Semasa karier solonya, Sid tampil bersama banyak musisi, mulai dari Mick Jones dari The Clash, Glen Matlock (mantan bassist Sex Pistols), Rat Scabie dari The Damned, hingga Arthur Kane dari New York Dolls. Tak hanya berkolaborasi, Sid juga sempat mengeluarkan album bertajuk Sid Sings (1979).
Akan tetapi, cinta yang meletup di antara kedua insan ini tak mampu menyelamatkan kehidupan mereka yang kadung kacau dan brutal. Bersama Nancy, Sid makin terjerumus ke dalam heroin dan menjadi pecandu akut. Hubungan mereka pun bertambah kelam serta diliputi depresi tak berkesudahan.
Sampai akhirnya, pada suatu hari, kejadian tragis menimpa keduanya.
Ketika Sid terbangun dari efek mabuknya, menurut laporan Rolling Stone, ia menemukan mayat Nancy terbujur kaku di kamar hotel tempat mereka tinggal. Tubuh kekasihnya itu bersimbah darah akibat tikaman pisau di perutnya.

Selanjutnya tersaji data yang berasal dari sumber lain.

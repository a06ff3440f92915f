//! Well-known namespace URIs
//!
//! The URIs registered by the library at initialisation, together with the
//! prefix each one is registered under (see `xmpcore::registry::standard`).

pub const XML: &str = "http://www.w3.org/XML/1998/namespace";
pub const RDF: &str = "http://www.w3.org/1999/02/22-rdf-syntax-ns#";
pub const DC: &str = "http://purl.org/dc/elements/1.1/";

pub const XMP: &str = "http://ns.adobe.com/xap/1.0/";
pub const PDF: &str = "http://ns.adobe.com/pdf/1.3/";
pub const PHOTOSHOP: &str = "http://ns.adobe.com/photoshop/1.0/";
pub const PS_ALBUM: &str = "http://ns.adobe.com/album/1.0/";
pub const EXIF: &str = "http://ns.adobe.com/exif/1.0/";
pub const EXIF_AUX: &str = "http://ns.adobe.com/exif/1.0/aux/";
pub const EXIF_EX: &str = "http://cipa.jp/exif/1.0/";
pub const TIFF: &str = "http://ns.adobe.com/tiff/1.0/";
pub const PNG: &str = "http://ns.adobe.com/png/1.0/";
pub const JPEG: &str = "http://ns.adobe.com/jpeg/1.0/";
pub const JP2K: &str = "http://ns.adobe.com/jp2k/1.0/";
pub const CAMERA_RAW: &str = "http://ns.adobe.com/camera-raw-settings/1.0/";
pub const ASF: &str = "http://ns.adobe.com/asf/1.0/";
pub const WAV: &str = "http://ns.adobe.com/xmp/wav/1.0/";

pub const ADOBE_STOCK_PHOTO: &str = "http://ns.adobe.com/StockPhoto/1.0/";
pub const CREATOR_ATOM: &str = "http://ns.adobe.com/creatorAtom/1.0/";

pub const XMP_RIGHTS: &str = "http://ns.adobe.com/xap/1.0/rights/";
pub const XMP_MM: &str = "http://ns.adobe.com/xap/1.0/mm/";
pub const XMP_BJ: &str = "http://ns.adobe.com/xap/1.0/bj/";
pub const XMP_NOTE: &str = "http://ns.adobe.com/xmp/note/";

pub const DYNAMIC_MEDIA: &str = "http://ns.adobe.com/xmp/1.0/DynamicMedia/";
pub const SCRIPT: &str = "http://ns.adobe.com/xmp/1.0/Script/";
pub const BWF: &str = "http://ns.adobe.com/bwf/bext/1.0/";
pub const AES_CART: &str = "http://ns.adobe.com/aes/cart/";
pub const RIFF_INFO: &str = "http://ns.adobe.com/riff/info/";
pub const XMP_TEXT: &str = "http://ns.adobe.com/xap/1.0/t/";
pub const XMP_PAGED_FILE: &str = "http://ns.adobe.com/xap/1.0/t/pg/";
pub const XMP_GRAPHICS: &str = "http://ns.adobe.com/xap/1.0/g/";
pub const XMP_IMAGE: &str = "http://ns.adobe.com/xap/1.0/g/img/";

pub const ST_FONT: &str = "http://ns.adobe.com/xap/1.0/sType/Font#";
pub const ST_DIMENSIONS: &str = "http://ns.adobe.com/xap/1.0/sType/Dimensions#";
pub const ST_RESOURCE_EVENT: &str = "http://ns.adobe.com/xap/1.0/sType/ResourceEvent#";
pub const ST_RESOURCE_REF: &str = "http://ns.adobe.com/xap/1.0/sType/ResourceRef#";
pub const ST_VERSION: &str = "http://ns.adobe.com/xap/1.0/sType/Version#";
pub const ST_JOB: &str = "http://ns.adobe.com/xap/1.0/sType/Job#";
pub const ST_MANIFEST_ITEM: &str = "http://ns.adobe.com/xap/1.0/sType/ManifestItem#";

pub const IDENTIFIER_QUAL: &str = "http://ns.adobe.com/xmp/Identifier/qual/1.0/";

pub const IPTC_CORE: &str = "http://iptc.org/std/Iptc4xmpCore/1.0/xmlns/";
pub const IPTC_EXT: &str = "http://iptc.org/std/Iptc4xmpExt/2008-02-29/";
pub const DICOM: &str = "http://ns.adobe.com/DICOM/";
pub const PLUS: &str = "http://ns.useplus.org/ldf/xmp/1.0/";

pub const PDFA_SCHEMA: &str = "http://www.aiim.org/pdfa/ns/schema#";
pub const PDFA_PROPERTY: &str = "http://www.aiim.org/pdfa/ns/property#";
pub const PDFA_TYPE: &str = "http://www.aiim.org/pdfa/ns/type#";
pub const PDFA_FIELD: &str = "http://www.aiim.org/pdfa/ns/field#";
pub const PDFA_ID: &str = "http://www.aiim.org/pdfa/ns/id/";
pub const PDFA_EXTENSION: &str = "http://www.aiim.org/pdfa/ns/extension/";

pub const PDFX: &str = "http://ns.adobe.com/pdfx/1.3/";
pub const PDFX_ID: &str = "http://www.npes.org/pdfx/ns/id/";

pub const ADOBE_META: &str = "adobe:ns:meta/";
pub const IX: &str = "http://ns.adobe.com/iX/1.0/";
pub const IXML: &str = "http://ns.adobe.com/ixml/1.0/";
pub const MICROSOFT_PHOTO: &str = "http://ns.microsoft.com/photo/1.0/";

Sid lantas ditangkap dan diinterogasi oleh pihak kepolisian. Menurut pengakuan Sid, di malam sebelumnya, mereka memang terlibat pertengkaran. Tapi, Sid bersikeras bahwa ia tidak menikam Nancy. Ia tak mampu mengingat detail kejadian itu. Menurutnya, Nancy hanya terjatuh dan tewas tertusuk pisau.
Kendati begitu, sebagaimana diwartakan The Guardian, Sid tetap ditahan dengan tuduhan pembunuhan berencana, sebelum akhirnya dibebaskan setelah membayar uang jaminan. Mengenai rumor yang beredar, McLaren menyebut bahwa Sid tidak mungkin melakukan tindakan keji itu.
“Sid tak membunuh Nancy. Ia adalah cinta pertama dalam hidupnya,” ungkap McLaren.
Sepuluh hari setelah kematian Nancy, depresi Sid semakin gawat. Sid sempat mencoba bunuh diri dengan mengiris pergelangan tangannya dengan pecahan lampu. Upaya Sid berhasil digagalkan petugas medis. Sid pun dilarikan ke Rumah Sakit Bellevue.
Namun, tak lama berselang, Sid akhirnya menyusul Nancy, tepat hari ini 40 tahun silam. Sid tewas setelah overdosis heroin dalam sebuah pesta di rumah Michelle Robinson, New York, di usianya yang baru menginjak 21 tahun.
Sebelum dikremasi, ibunya, Anne, menemukan pesan di saku jaketnya.
“Kami memiliki fakta kematian dan aku harus menepatinya. Tolong kuburkan aku di samping kekasihku. Kuburkan aku dengan mengenakan jaket kulit, jins, dan sepatu bot. Selamat tinggal,” demikian Sid menulis.
Permintaan Sid tak pernah terkabul. Ia tak bisa menemani kekasih sejatinya karena Sid bukanlah seorang Yahudi.
Kekacauan hidup Sid pada akhirnya telah berakhir—dengan cara yang tak kalah kacau.